**MATERIAL FOR THIS EXERCISE**:
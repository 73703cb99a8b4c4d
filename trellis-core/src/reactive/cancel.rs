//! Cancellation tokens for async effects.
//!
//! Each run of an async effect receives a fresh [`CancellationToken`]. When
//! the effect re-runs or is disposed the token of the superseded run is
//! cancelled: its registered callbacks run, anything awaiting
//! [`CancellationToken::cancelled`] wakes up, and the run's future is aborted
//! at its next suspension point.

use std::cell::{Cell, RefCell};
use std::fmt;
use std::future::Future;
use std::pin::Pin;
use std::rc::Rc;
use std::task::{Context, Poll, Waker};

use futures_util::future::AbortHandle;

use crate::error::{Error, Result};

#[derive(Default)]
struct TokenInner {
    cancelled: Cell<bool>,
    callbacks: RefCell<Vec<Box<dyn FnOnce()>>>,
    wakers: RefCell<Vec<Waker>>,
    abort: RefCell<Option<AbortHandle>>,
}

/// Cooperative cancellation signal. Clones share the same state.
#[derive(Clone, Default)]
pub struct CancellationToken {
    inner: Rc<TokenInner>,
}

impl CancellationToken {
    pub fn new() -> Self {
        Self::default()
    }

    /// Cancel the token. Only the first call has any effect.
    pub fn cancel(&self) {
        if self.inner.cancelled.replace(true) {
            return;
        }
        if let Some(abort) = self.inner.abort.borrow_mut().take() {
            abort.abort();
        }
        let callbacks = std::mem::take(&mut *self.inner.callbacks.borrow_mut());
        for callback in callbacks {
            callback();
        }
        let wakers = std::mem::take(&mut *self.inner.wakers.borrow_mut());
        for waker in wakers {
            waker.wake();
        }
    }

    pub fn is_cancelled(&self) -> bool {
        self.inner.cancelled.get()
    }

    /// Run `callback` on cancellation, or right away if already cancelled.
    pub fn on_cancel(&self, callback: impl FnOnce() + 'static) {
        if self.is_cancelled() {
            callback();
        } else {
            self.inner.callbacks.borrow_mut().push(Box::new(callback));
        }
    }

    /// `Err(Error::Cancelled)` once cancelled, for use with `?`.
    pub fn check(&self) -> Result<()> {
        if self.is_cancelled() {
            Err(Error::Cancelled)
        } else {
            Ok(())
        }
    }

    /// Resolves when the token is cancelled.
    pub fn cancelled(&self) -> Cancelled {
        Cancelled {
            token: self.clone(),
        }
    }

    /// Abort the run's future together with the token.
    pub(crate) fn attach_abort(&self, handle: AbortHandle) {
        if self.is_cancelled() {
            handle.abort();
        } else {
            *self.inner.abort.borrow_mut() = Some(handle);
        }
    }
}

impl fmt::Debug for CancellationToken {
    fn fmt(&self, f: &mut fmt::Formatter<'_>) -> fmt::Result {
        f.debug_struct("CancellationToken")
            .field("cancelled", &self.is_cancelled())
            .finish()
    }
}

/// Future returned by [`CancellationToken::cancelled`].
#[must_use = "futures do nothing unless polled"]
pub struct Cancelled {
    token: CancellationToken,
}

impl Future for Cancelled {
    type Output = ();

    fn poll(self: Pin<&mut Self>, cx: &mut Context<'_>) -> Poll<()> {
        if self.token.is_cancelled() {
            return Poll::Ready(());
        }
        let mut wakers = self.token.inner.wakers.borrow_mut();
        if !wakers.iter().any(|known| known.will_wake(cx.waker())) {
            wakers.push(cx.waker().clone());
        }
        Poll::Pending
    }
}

**WORK REQUEST**:
For this exercise, give the entries above again with no difference at all.

**SOLUTION**:
repository 73703cb99a8b4c4d
filename trellis-core/src/reactive/cancel.rs
//! Cancellation tokens for async effects.
//!
//! Each run of an async effect receives a fresh [`CancellationToken`]. When
//! the effect re-runs or is disposed the token of the superseded run is
//! cancelled: its registered callbacks run, anything awaiting
//! [`CancellationToken::cancelled`] wakes up, and the run's future is aborted
//! at its next suspension point.

use std::cell::{Cell, RefCell};
use std::fmt;
use std::future::Future;
use std::pin::Pin;
use std::rc::Rc;
use std::task::{Context, Poll, Waker};

use futures_util::future::AbortHandle;

use crate::error::{Error, Result};

#[derive(Default)]
struct TokenInner {
    cancelled: Cell<bool>,
    callbacks: RefCell<Vec<Box<dyn FnOnce()>>>,
    wakers: RefCell<Vec<Waker>>,
    abort: RefCell<Option<AbortHandle>>,
}

/// Cooperative cancellation signal. Clones share the same state.
#[derive(Clone, Default)]
pub struct CancellationToken {
    inner: Rc<TokenInner>,
}

impl CancellationToken {
    pub fn new() -> Self {
        Self::default()
    }

    /// Cancel the token. Only the first call has any effect.
    pub fn cancel(&self) {
        if self.inner.cancelled.replace(true) {
            return;
        }
        if let Some(abort) = self.inner.abort.borrow_mut().take() {
            abort.abort();
        }
        let callbacks = std::mem::take(&mut *self.inner.callbacks.borrow_mut());
        for callback in callbacks {
            callback();
        }
        let wakers = std::mem::take(&mut *self.inner.wakers.borrow_mut());
        for waker in wakers {
            waker.wake();
        }
    }

    pub fn is_cancelled(&self) -> bool {
        self.inner.cancelled.get()
    }

    /// Run `callback` on cancellation, or right away if already cancelled.
    pub fn on_cancel(&self, callback: impl FnOnce() + 'static) {
        if self.is_cancelled() {
            callback();
        } else {
            self.inner.callbacks.borrow_mut().push(Box::new(callback));
        }
    }

    /// `Err(Error::Cancelled)` once cancelled, for use with `?`.
    pub fn check(&self) -> Result<()> {
        if self.is_cancelled() {
            Err(Error::Cancelled)
        } else {
            Ok(())
        }
    }

    /// Resolves when the token is cancelled.
    pub fn cancelled(&self) -> Cancelled {
        Cancelled {
            token: self.clone(),
        }
    }

    /// Abort the run's future together with the token.
    pub(crate) fn attach_abort(&self, handle: AbortHandle) {
        if self.is_cancelled() {
            handle.abort();
        } else {
            *self.inner.abort.borrow_mut() = Some(handle);
        }
    }
}

impl fmt::Debug for CancellationToken {
    fn fmt(&self, f: &mut fmt::Formatter<'_>) -> fmt::Result {
        f.debug_struct("CancellationToken")
            .field("cancelled", &self.is_cancelled())
            .finish()
    }
}

/// Future returned by [`CancellationToken::cancelled`].
#[must_use = "futures do nothing unless polled"]
pub struct Cancelled {
    token: CancellationToken,
}

impl Future for Cancelled {
    type Output = ();

    fn poll(self: Pin<&mut Self>, cx: &mut Context<'_>) -> Poll<()> {
        if self.token.is_cancelled() {
            return Poll::Ready(());
        }
        let mut wakers = self.token.inner.wakers.borrow_mut();
        if !wakers.iter().any(|known| known.will_wake(cx.waker())) {
            wakers.push(cx.waker().clone());
        }
        Poll::Pending
    }
}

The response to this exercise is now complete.